A Sustainable Standard for Our Wine

Called Long Island Sustainable Winegrowing, the new program was born of dissatisfaction with available organic and sustainability programs that don’t address Long Island’s climate.

 

If all goes as planned, this season nearly 20 percent of Long Island vineyards will be certified under a new sustainability standard that bans the use of certain agrochemicals, mandates wild habitat on vineyards and sets unprecedented goals for local hiring and community service. “This is the most rigorous sustainability certification program in the country for wine,” says Rich Olsen-Harbich, winemaker at Bedell Cellars and part of the group that came up with the standards, along with Barbara Shinn of Shinn Estate Vineyards, Larry Perrine of Channing Daughters Winery and Jim Thompson of Martha Clara.

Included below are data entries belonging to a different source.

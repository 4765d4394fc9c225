//! Network Module
//!
//! TCP server, request handling and client.
//!
//! ## Architecture
//! - Single acceptor thread
//! - Worker thread pool for connections
//! - Commands routed through `Handler` into the shared `RecordStore`

mod server;
mod connection;
mod handler;
mod client;

pub use server::Server;
pub use connection::Connection;
pub use handler::Handler;
pub use client::Client;
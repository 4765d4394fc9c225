//! Badgeboard CLI Client
//!
//! Command-line interface for interacting with a Badgeboard server.

use std::fs;
use std::path::{Path, PathBuf};

use badgeboard::network::Client;
use badgeboard::protocol::{Command, NewAchievement, NewMember, Status, Upload};
use badgeboard::Result;
use clap::{Parser, Subcommand};

/// Badgeboard CLI
#[derive(Parser, Debug)]
#[command(name = "badgeboard-cli")]
#[command(about = "CLI for the Badgeboard achievement server")]
struct Args {
    /// Server address
    #[arg(short, long, default_value = "127.0.0.1:5000")]
    server: String,

    #[command(subcommand)]
    command: Commands,
}

#[derive(Subcommand, Debug)]
enum Commands {
    /// List members with their achievements
    List,

    /// Create a member
    AddMember {
        /// Display name
        #[arg(long)]
        name: String,

        /// Role label
        #[arg(long)]
        role: String,

        /// Avatar image to upload
        #[arg(long)]
        avatar: Option<PathBuf>,
    },

    /// Award an achievement to a member
    AddAchievement {
        /// Member receiving the badge
        #[arg(long)]
        member_id: u64,

        /// Badge category, e.g. positive or negative
        #[arg(long)]
        category: String,

        /// Badge image to upload
        #[arg(long)]
        image: PathBuf,
    },

    /// Ping the server
    Ping,
}

fn main() {
    let args = Args::parse();

    match run(args) {
        Ok(true) => {}
        Ok(false) => std::process::exit(2),
        Err(e) => {
            eprintln!("error: {}", e);
            std::process::exit(1);
        }
    }
}

/// Execute the command; `Ok(false)` means the server rejected it
fn run(args: Args) -> Result<bool> {
    let command = match args.command {
        Commands::List => Command::ListMembers,
        Commands::AddMember { name, role, avatar } => Command::AddMember(NewMember {
            name,
            role,
            avatar: avatar.as_deref().map(read_upload).transpose()?,
        }),
        Commands::AddAchievement {
            member_id,
            category,
            image,
        } => Command::AddAchievement(NewAchievement {
            member_id,
            category,
            image: Some(read_upload(&image)?),
        }),
        Commands::Ping => Command::Ping,
    };

    let mut client = Client::connect(&args.server)?;
    let response = client.send(&command)?;

    match response.json() {
        Ok(body) => println!("{}", serde_json::to_string_pretty(&body)?),
        Err(_) => {
            let text = response.payload.as_deref().unwrap_or_default();
            println!("{}", String::from_utf8_lossy(text));
        }
    }

    Ok(response.status == Status::Ok)
}

fn read_upload(path: &Path) -> Result<Upload> {
    Ok(Upload {
        filename: path
            .file_name()
            .map(|n| n.to_string_lossy().into_owned())
            .unwrap_or_default(),
        bytes: fs::read(path)?,
    })
}
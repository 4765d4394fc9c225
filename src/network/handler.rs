//! Request Handler
//!
//! Validates command fields, stores uploads, calls the record store and
//! renders the JSON response body.

use std::sync::Arc;

use crate::config::Config;
use crate::error::{BoardError, Result};
use crate::protocol::{Command, NewAchievement, NewMember, Response};
use crate::store::RecordStore;
use crate::uploads::{UploadKind, UploadNamer};

/// Turns commands into store calls
pub struct Handler {
    store: Arc<RecordStore>,
    uploads: UploadNamer,
    default_avatar: String,
}

impl Handler {
    pub fn new(store: Arc<RecordStore>, uploads: UploadNamer, config: &Config) -> Self {
        Self {
            store,
            uploads,
            default_avatar: config.default_avatar.clone(),
        }
    }

    /// Execute a command and map the outcome onto a response status
    pub fn handle(&self, command: Command) -> Response {
        match self.dispatch(command) {
            Ok(response) => response,
            Err(e @ BoardError::MemberNotFound(_)) => Response::not_found(&e.to_string()),
            Err(BoardError::InvalidInput(message)) => Response::bad_request(&message),
            Err(e) => {
                tracing::warn!("Command failed: {}", e);
                Response::error(&e.to_string())
            }
        }
    }

    fn dispatch(&self, command: Command) -> Result<Response> {
        match command {
            Command::ListMembers => Response::success(&self.store.list_members()),
            Command::AddMember(fields) => self.add_member(fields),
            Command::AddAchievement(fields) => self.add_achievement(fields),
            Command::Ping => Ok(Response::ok(Some(b"PONG".to_vec()))),
        }
    }

    fn add_member(&self, fields: NewMember) -> Result<Response> {
        if fields.name.trim().is_empty() || fields.role.trim().is_empty() {
            return Err(BoardError::InvalidInput(
                "name and role are required".to_string(),
            ));
        }

        let avatar = match fields.avatar {
            Some(upload) => self
                .uploads
                .store(UploadKind::Avatar, &upload.filename, &upload.bytes)?,
            None => self.default_avatar.clone(),
        };

        let member = self.store.add_member(&fields.name, &fields.role, &avatar);
        Response::success(&member)
    }

    fn add_achievement(&self, fields: NewAchievement) -> Result<Response> {
        if fields.category.trim().is_empty() {
            return Err(BoardError::InvalidInput("category is required".to_string()));
        }

        let upload = fields
            .image
            .ok_or_else(|| BoardError::InvalidInput("image file is required".to_string()))?;
        let image = self
            .uploads
            .store(UploadKind::Achievement, &upload.filename, &upload.bytes)?;

        let achievement = self.store.add_achievement(fields.member_id, &image, &fields.category)?;
        Response::success(&achievement)
    }
}
//! Error types for Badgeboard
//!
//! Provides a unified error type for all operations.

use thiserror::Error;

/// Result type alias using BoardError
pub type Result<T> = std::result::Result<T, BoardError>;

/// Unified error type for Badgeboard operations
#[derive(Debug, Error)]
pub enum BoardError {
    // -------------------------------------------------------------------------
    // I/O Errors
    // -------------------------------------------------------------------------
    #[error("IO error: {0}")]
    Io(#[from] std::io::Error),

    // -------------------------------------------------------------------------
    // Record Errors
    // -------------------------------------------------------------------------
    #[error("Member with id {0} not found")]
    MemberNotFound(u64),

    #[error("Invalid input: {0}")]
    InvalidInput(String),

    // -------------------------------------------------------------------------
    // Codec / Serialization Errors
    // -------------------------------------------------------------------------
    #[error("Codec error: {0}")]
    Codec(String),

    #[error("Serialization error: {0}")]
    Serialization(String),

    // -------------------------------------------------------------------------
    // Network Errors
    // -------------------------------------------------------------------------
    #[error("Network error: {0}")]
    Network(String),

    #[error("Protocol error: {0}")]
    Protocol(String),

    // -------------------------------------------------------------------------
    // Configuration Errors
    // -------------------------------------------------------------------------
    #[error("Configuration error: {0}")]
    Config(String),
}

impl From<bincode::Error> for BoardError {
    fn from(err: bincode::Error) -> Self {
        BoardError::Serialization(err.to_string())
    }
}

impl From<serde_json::Error> for BoardError {
    fn from(err: serde_json::Error) -> Self {
        BoardError::Serialization(err.to_string())
    }
}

The standards include “a pretty narrow list” of approved pesticides, says Olsen-Harbich, “and in one of the most challenging winegrowing areas in the nation,” due to pest-friendly humidity. Called Long Island Sustainable Winegrowing, the new program was born of dissatisfaction with available organic and sustainability programs that don’t address Long Island’s climate.

It mirrors other grower-developed standards, like Oregon LIVE (which certifies more than 20,000 acres in Oregon and Washington) and Lodi Rules (which does the same for hundreds of wineries in Northern California). An outside party will conduct annual inspections, and the member growers will constantly evaluate the standards for improvements. With the following standards in place, the industry hopes to preempt government regulation and attract new partners, like Sustainable Long Island and the Peconic Estuary Program.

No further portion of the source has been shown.